Plotting tools¶
Plastid includes a number of plotting tools built atop matplotlib:
Kernel density plots, a continuous analog of a histogram
MA plots, often used when analyzing gene expression
Homogeneous Triangle plots plots (e.g. for sub-codon phasing in ribosome profiling data)
Here, as elsewhere, we use the Demo dataset. Before starting, we download and unpack it, and also run a few scripts to produce files we’ll use below. From the terminal enter the following:
$ wget https://www.dropbox.com/s/abktvrngn1lnzpb/plastid_demo.tar.bz2
$ tar -jxvf plastid_demo.tar.bz2
# gene expression - for various scatter plots
$ counts_in_region rp.txt --annotation_files merlin_orfs.gtf \
--count_files SRR609197_riboprofile_5hr_rep1.bam \
--fiveprime --offset 14
$ counts_in_region mrna.txt --annotation_files merlin_orfs.gtf \
--count_files SRR592963_rnaseq_5hr_rep1.bam \
--center
# for metagene demo
$ metagene generate merlin_start\
--upstream 50 --downstream 100 \
--annotation_files merlin_orfs.gtf
$ metagene count merlin_start_rois.txt merlin_metagene \
--count_files SRR609197_riboprofile_5hr_rep1.bam \
--fiveprime --offset 14 --normalize_over 20 100 \
--keep
Then, in Python:
>>> import matplotlib.style
>>> matplotlib.style.use("ggplot")
>>> import matplotlib.pyplot as plt
>>>
>>> import numpy
>>> import pandas as pd
>>> from plastid import *
>>> from plastid.plotting.plots import *
# load data
>>> rp = read_pl_table("rp.txt")
>>> mrna = read_pl_table("mrna.txt")
# create some aliases for later
# we require positivity for log plots for convenience
>>> rpcounts = rp["counts"][rp["counts"] > 0]
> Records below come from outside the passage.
//! Batched dispatch: coalescing bursts of actions into one flush
//!
//! Many actions dispatched within one scheduling tick should cost one
//! commit/notify cycle, not one per action. The first dispatch since the
//! last flush schedules exactly one flush through a pluggable [`Scheduler`];
//! every later dispatch only appends to the pending queue. The scheduler is
//! a capability so batching stays deterministic under test — no reliance on
//! a host environment's timer facilities.

use std::collections::VecDeque;
use std::sync::Mutex;
use std::thread;
use std::time::Duration;

use crate::action::Action;

/// Delay used by [`TimerScheduler::default`]: the short fixed fallback used
/// when no refresh-aligned callback source exists.
pub const DEFAULT_FLUSH_DELAY: Duration = Duration::from_millis(4);

/// Scheduling primitive for batch flushes. Called at most once per pending
/// batch; the callback drains the queue.
pub trait Scheduler: Send + Sync {
    fn schedule(&self, flush: Box<dyn FnOnce() + Send>);
}

/// Fires the flush on a timer thread after a short fixed delay.
pub struct TimerScheduler {
    delay: Duration,
}

impl TimerScheduler {
    pub fn new(delay: Duration) -> Self {
        Self { delay }
    }
}

impl Default for TimerScheduler {
    fn default() -> Self {
        Self::new(DEFAULT_FLUSH_DELAY)
    }
}

impl Scheduler for TimerScheduler {
    fn schedule(&self, flush: Box<dyn FnOnce() + Send>) {
        let delay = self.delay;
        thread::spawn(move || {
            thread::sleep(delay);
            flush();
        });
    }
}

/// Collects flush callbacks for explicit draining. Makes batching fully
/// deterministic in tests: dispatch, then `run_pending`.
#[derive(Default)]
pub struct ManualScheduler {
    pending: Mutex<Vec<Box<dyn FnOnce() + Send>>>,
}

impl ManualScheduler {
    pub fn new() -> Self {
        Self::default()
    }

    /// Run every scheduled flush, including flushes scheduled while running.
    /// Returns how many callbacks ran.
    pub fn run_pending(&self) -> usize {
        let mut ran = 0;
        loop {
            let batch: Vec<_> = {
                let mut pending = self.pending.lock().unwrap();
                pending.drain(..).collect()
            };
            if batch.is_empty() {
                return ran;
            }
            for flush in batch {
                flush();
                ran += 1;
            }
        }
    }

    pub fn pending_count(&self) -> usize {
        self.pending.lock().unwrap().len()
    }
}

impl Scheduler for ManualScheduler {
    fn schedule(&self, flush: Box<dyn FnOnce() + Send>) {
        self.pending.lock().unwrap().push(flush);
    }
}

/// Pending plain actions plus the "one flush in flight" flag. Guarded by a
/// single mutex in the store so append-vs-flush stays atomic.
#[derive(Default)]
pub(crate) struct BatchQueue {
    actions: VecDeque<Action>,
    scheduled: bool,
}

impl BatchQueue {
    pub fn new() -> Self {
        Self::default()
    }

    /// Append an action; returns `true` when the caller must schedule a
    /// flush (first action since the last flush).
    pub fn push(&mut self, action: Action) -> bool {
        self.actions.push_back(action);
        if self.scheduled {
            false
        } else {
            self.scheduled = true;
            true
        }
    }

    /// Swap out the whole queue and clear the scheduled flag, so a dispatch
    /// issued during the flush re-arms scheduling through the normal path.
    pub fn take(&mut self) -> VecDeque<Action> {
        self.scheduled = false;
        std::mem::take(&mut self.actions)
    }
}
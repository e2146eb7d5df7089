//! # Stator middleware
//!
//! Convenience collaborators for the [`stator`] store engine, built entirely
//! on its public API:
//!
//! - [`LoggingMiddleware`] — logs every dispatched action
//! - [`CancelRequestMiddleware`] — handles the reserved `@@cancelRequest`
//!   action
//! - [`DebounceMiddleware`] — delays/coalesces actions carrying
//!   `meta.debounce`
//! - [`cancelable_request`] — wraps async work with cancellation tracking
//!
//! ## Example
//!
//! ```no_run
//! use stator::{State, Store};
//! use stator_middleware::{CancelRequestMiddleware, DebounceMiddleware, LoggingMiddleware};
//!
//! let store = Store::new(State::new());
//! store.add_middleware(LoggingMiddleware::new());
//! store.add_middleware(CancelRequestMiddleware::new());
//! store.add_middleware(DebounceMiddleware::new());
//! ```

mod cancellation;
mod debounce;
mod logging;
mod request;

pub use cancellation::CancelRequestMiddleware;
pub use debounce::DebounceMiddleware;
pub use logging::LoggingMiddleware;
pub use request::{cancelable_request, RequestHandle};
//! Middleware: composable interceptors in the dispatch pipeline
//!
//! ```text
//! Action -> Middleware Chain -> Reducers -> State commit -> Notify
//! ```
//!
//! Each middleware receives the action, a handle back into the store, and
//! the `next` continuation. Calling `next(action)` propagates down the
//! chain; not calling it consumes the action. Side effects before or after
//! `next` are both fine. The chain is walked in caller-supplied order and
//! the innermost `next` is the store's commit function, so an empty chain
//! degenerates to the commit function itself.

use crate::action::Action;
use crate::store::StoreHandle;

/// An interceptor between dispatch and the reducers.
///
/// Middleware may inspect the action, read state through `store`, dispatch
/// further actions (those re-enter through the batch queue, never the chain
/// directly), and decide whether to call `next`.
pub trait Middleware: Send {
    fn handle(&mut self, action: Action, store: &StoreHandle, next: &mut dyn FnMut(Action));
}

/// Fold the chain over the middleware list: the head runs with a `next`
/// that recurses into the rest, and the empty tail is the commit function.
pub(crate) fn run_chain(
    chain: &mut [Box<dyn Middleware>],
    store: &StoreHandle,
    action: Action,
    commit: &mut dyn FnMut(Action),
) {
    match chain.split_first_mut() {
        None => commit(action),
        Some((head, rest)) => {
            head.handle(action, store, &mut |next_action| {
                run_chain(rest, store, next_action, commit)
            });
        }
    }
}
// crates/api-probe-config/src/lib.rs
// ============================================================================
// Module: api-probe Config Library
// Description: Configuration model, validation, and example generation.
// Purpose: Single source of truth for api-probe.toml semantics.
// Dependencies: api-probe-core, serde, toml
// ============================================================================

//! ## Overview
//! `api-probe-config` loads `api-probe.toml`, applies the selected profile and
//! environment overrides, and validates the result fail-closed. The
//! validated model converts into the inputs of the core run pipeline.

// ============================================================================
// SECTION: Modules
// ============================================================================

pub mod config;
pub mod examples;

// ============================================================================
// SECTION: Re-Exports
// ============================================================================

pub use config::*;
pub use examples::config_toml_example;
// crates/api-probe-runners/src/newman.rs
// ============================================================================
// Module: Newman Runner
// Description: Collection runner backed by the newman command-line tool.
// Purpose: Run a collection in a child process and read back its JSON report.
// Dependencies: api-probe-core, serde_json, tempfile, tokio
// ============================================================================

//! ## Overview
//! [`NewmanRunner`] writes the environment document into a private temporary
//! directory, spawns `newman run` with the CLI and JSON reporters, forwards
//! the child's output into the run log line by line, and parses the JSON
//! export as the run summary once the child exits.
//!
//! Invariants:
//! - The child is killed if the supervising task is dropped.
//! - The environment file, which holds the bearer token, is removed when the
//!   run ends.

// ============================================================================
// SECTION: Imports
// ============================================================================

use std::ffi::OsString;
use std::fs;
use std::io;
use std::path::Path;
use std::path::PathBuf;
use std::process::ExitStatus;
use std::process::Stdio;
use std::sync::Arc;

use api_probe_core::CollectionRunError;
use api_probe_core::CollectionRunner;
use api_probe_core::LogLevel;
use api_probe_core::Logger;
use api_probe_core::ReporterOptions;
use api_probe_core::RunObserver;
use api_probe_core::RunRequest;
use api_probe_core::RunSummary;
use serde_json::Value;
use serde_json::json;
use tempfile::TempDir;
use tokio::io::AsyncBufReadExt;
use tokio::io::AsyncRead;
use tokio::io::BufReader;
use tokio::process::Child;
use tokio::process::Command;
use tokio::runtime::Handle;

// ============================================================================
// SECTION: Constants
// ============================================================================

/// Default newman executable.
pub const DEFAULT_NEWMAN_COMMAND: &str = "newman";
/// Environment file name inside the run directory.
const ENVIRONMENT_FILE_NAME: &str = "environment.json";
/// Report file name inside the run directory.
const REPORT_FILE_NAME: &str = "report.json";
/// Maximum accepted report size in bytes.
const MAX_REPORT_BYTES: usize = 64 * 1024 * 1024;

// ============================================================================
// SECTION: Configuration
// ============================================================================

/// Configuration for the newman runner.
#[derive(Debug, Clone, PartialEq, Eq)]
pub struct NewmanRunnerConfig {
    /// Executable to invoke.
    pub command: String,
    /// Extra arguments appended after the generated ones.
    pub args: Vec<String>,
}

impl Default for NewmanRunnerConfig {
    fn default() -> Self {
        Self {
            command: DEFAULT_NEWMAN_COMMAND.to_string(),
            args: Vec::new(),
        }
    }
}

// ============================================================================
// SECTION: Runner
// ============================================================================

/// Runs collections through newman.
pub struct NewmanRunner {
    /// Runner configuration.
    config: NewmanRunnerConfig,
    /// Run logger.
    logger: Logger,
}

impl NewmanRunner {
    /// Creates a newman runner.
    #[must_use]
    pub const fn new(config: NewmanRunnerConfig, logger: Logger) -> Self {
        Self {
            config,
            logger,
        }
    }
}

impl CollectionRunner for NewmanRunner {
    fn start(
        &self,
        request: RunRequest,
        observer: Arc<dyn RunObserver>,
    ) -> Result<(), CollectionRunError> {
        let runtime = Handle::try_current()
            .map_err(|_| CollectionRunError::Spawn("no async runtime available".to_string()))?;
        let workspace = RunWorkspace::prepare(&request)?;
        let args = newman_args(
            &request.collection.path,
            &workspace.environment_path,
            &workspace.report_path,
            &request.reporter,
            &self.config.args,
        );
        self.logger.log(
            LogLevel::Debug,
            "spawning newman",
            Some(json!({
                "command": self.config.command,
                "args": args.iter().map(|arg| arg.to_string_lossy().into_owned()).collect::<Vec<_>>(),
            })),
        );
        let child = Command::new(&self.config.command)
            .args(&args)
            .stdin(Stdio::null())
            .stdout(Stdio::piped())
            .stderr(Stdio::piped())
            .kill_on_drop(true)
            .spawn()
            .map_err(|err| CollectionRunError::Spawn(format!("{}: {err}", self.config.command)))?;
        let logger = self.logger.clone();
        runtime.spawn(async move {
            observer.on_start();
            let (error, summary) = supervise(child, &workspace.report_path, &logger).await;
            drop(workspace);
            observer.on_done(error, summary);
        });
        Ok(())
    }
}

// ============================================================================
// SECTION: Run Workspace
// ============================================================================

/// Temporary files for one newman run.
struct RunWorkspace {
    /// Owning directory; removed on drop.
    _dir: TempDir,
    /// Environment document path.
    environment_path: PathBuf,
    /// JSON report path.
    report_path: PathBuf,
}

impl RunWorkspace {
    /// Creates the directory and writes the environment document.
    fn prepare(request: &RunRequest) -> Result<Self, CollectionRunError> {
        let dir = tempfile::Builder::new()
            .prefix("api-probe-")
            .tempdir()
            .map_err(|err| CollectionRunError::Spawn(format!("run directory: {err}")))?;
        let environment_path = dir.path().join(ENVIRONMENT_FILE_NAME);
        let report_path = dir.path().join(REPORT_FILE_NAME);
        let document = serde_json::to_vec_pretty(&request.environment)
            .map_err(|err| CollectionRunError::Spawn(format!("environment encoding: {err}")))?;
        fs::write(&environment_path, document)
            .map_err(|err| CollectionRunError::Spawn(format!("environment file: {err}")))?;
        Ok(Self {
            _dir: dir,
            environment_path,
            report_path,
        })
    }
}

// ============================================================================
// SECTION: Helpers
// ============================================================================

/// Builds the `newman run` argument list.
fn newman_args(
    collection: &Path,
    environment: &Path,
    report: &Path,
    reporter: &ReporterOptions,
    extra: &[String],
) -> Vec<OsString> {
    let reporters = reporter.reporter.trim();
    let reporters = if reporters.is_empty() {
        "json".to_string()
    } else if reporters.split(',').any(|name| name.trim() == "json") {
        reporters.to_string()
    } else {
        format!("{reporters},json")
    };
    let mut args: Vec<OsString> = vec![
        "run".into(),
        collection.into(),
        "--environment".into(),
        environment.into(),
        "--reporters".into(),
        reporters.into(),
        "--reporter-json-export".into(),
        report.into(),
        "--color".into(),
        (if reporter.color { "on" } else { "off" }).into(),
    ];
    args.extend(extra.iter().map(OsString::from));
    args
}

/// Waits for the child, forwarding its output, and reads the report.
async fn supervise(
    mut child: Child,
    report_path: &Path,
    logger: &Logger,
) -> (Option<CollectionRunError>, RunSummary) {
    let forwarders: Vec<_> = [
        child.stdout.take().map(|out| tokio::spawn(forward_lines(out, logger.clone()))),
        child.stderr.take().map(|err| tokio::spawn(forward_lines(err, logger.clone()))),
    ]
    .into_iter()
    .flatten()
    .collect();
    let status = child.wait().await;
    for forwarder in forwarders {
        let _ = forwarder.await;
    }
    let status = match status {
        Ok(status) => status,
        Err(err) => {
            return (
                Some(CollectionRunError::Runner(format!("newman wait failed: {err}"))),
                RunSummary::empty(),
            );
        }
    };
    match read_report(report_path).await {
        Ok(Some(summary)) => (exit_error(status, &summary), summary),
        Ok(None) if status.success() => (
            Some(CollectionRunError::Report("newman produced no json report".to_string())),
            RunSummary::empty(),
        ),
        Ok(None) => (
            Some(CollectionRunError::Runner(format!("newman exited with {status}"))),
            RunSummary::empty(),
        ),
        Err(err) => (Some(err), RunSummary::empty()),
    }
}

/// A failing exit is an error only when the report does not explain it.
fn exit_error(status: ExitStatus, summary: &RunSummary) -> Option<CollectionRunError> {
    (!status.success() && !summary.has_error())
        .then(|| CollectionRunError::Runner(format!("newman exited with {status}")))
}

/// Logs each non-blank line of `reader` at info level.
async fn forward_lines<R>(reader: R, logger: Logger)
where
    R: AsyncRead + Unpin,
{
    let mut lines = BufReader::new(reader).lines();
    while let Ok(Some(line)) = lines.next_line().await {
        let line = line.trim_end();
        if !line.trim().is_empty() {
            logger.info(line);
        }
    }
}

/// Reads and parses the JSON export; a missing file is `Ok(None)`.
async fn read_report(path: &Path) -> Result<Option<RunSummary>, CollectionRunError> {
    let bytes = match tokio::fs::read(path).await {
        Ok(bytes) => bytes,
        Err(err) if err.kind() == io::ErrorKind::NotFound => return Ok(None),
        Err(err) => return Err(CollectionRunError::Report(err.to_string())),
    };
    if bytes.len() > MAX_REPORT_BYTES {
        return Err(CollectionRunError::Report("newman report exceeds size limit".to_string()));
    }
    let report: Value = serde_json::from_slice(&bytes)
        .map_err(|err| CollectionRunError::Report(format!("newman report is not json: {err}")))?;
    Ok(Some(RunSummary::from_value(report)))
}

// ============================================================================
// SECTION: Tests
// ============================================================================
>>> mcounts = mrna["counts"][rp["counts"] > 0]
>>> mcpn = mrna["counts_per_nucleotide"][mrna["counts_per_nucleotide"] > 0]
>>> lengths = rp["length"][rp["counts"] > 0]
Now, we’re ready to go.
Kernel density plots¶
Kernel density plots are a continuous analog of histograms.
These may be accessed via kde_plot()
.
# create some data
>>> a = numpy.hstack([25 + 5*numpy.random.randn(100),
>>> 4 + 25*numpy.random.randn(50),
>>> -20 + numpy.random.randn(60)
>>> ])
>>> b = -5 + 2.5*numpy.random.randn(300)
Most of the plotting functions return a matplotlib
Figure
and a matplotlib
Axes
. To plot multiple data series on the same
axes, pass the returned Axes instance back back to the axes parameter
the second time you call the plotting function.
# plot kernel density estimates of A and B on the same axis
>>> fig, ax = kde_plot(a,label="series A")
>>> _,_ = kde_plot(b,axes=ax,label="series B")
# make things look nice
>>> plt.legend()
>>> plt.xlabel("Some unit")
>>> plt.ylabel("Probability density")
>>> plt.title("kde_plot() demo",y=1.1)
This produces the following:
One subtlety of kernel density estimates occurs when plotting in log space. In this case, kernel widths need to be scaled accordingly. This may be controlled via the log and base arguments:
>>> fig, ax = kde_plot(rpcounts,log=True,base=10,label="RP")
>>> _,_ = kde_plot(mcpn,axes=ax,log=True,base=10,label="mRNA")
>>> plt.xlabel("Counts or counts per nucleotide")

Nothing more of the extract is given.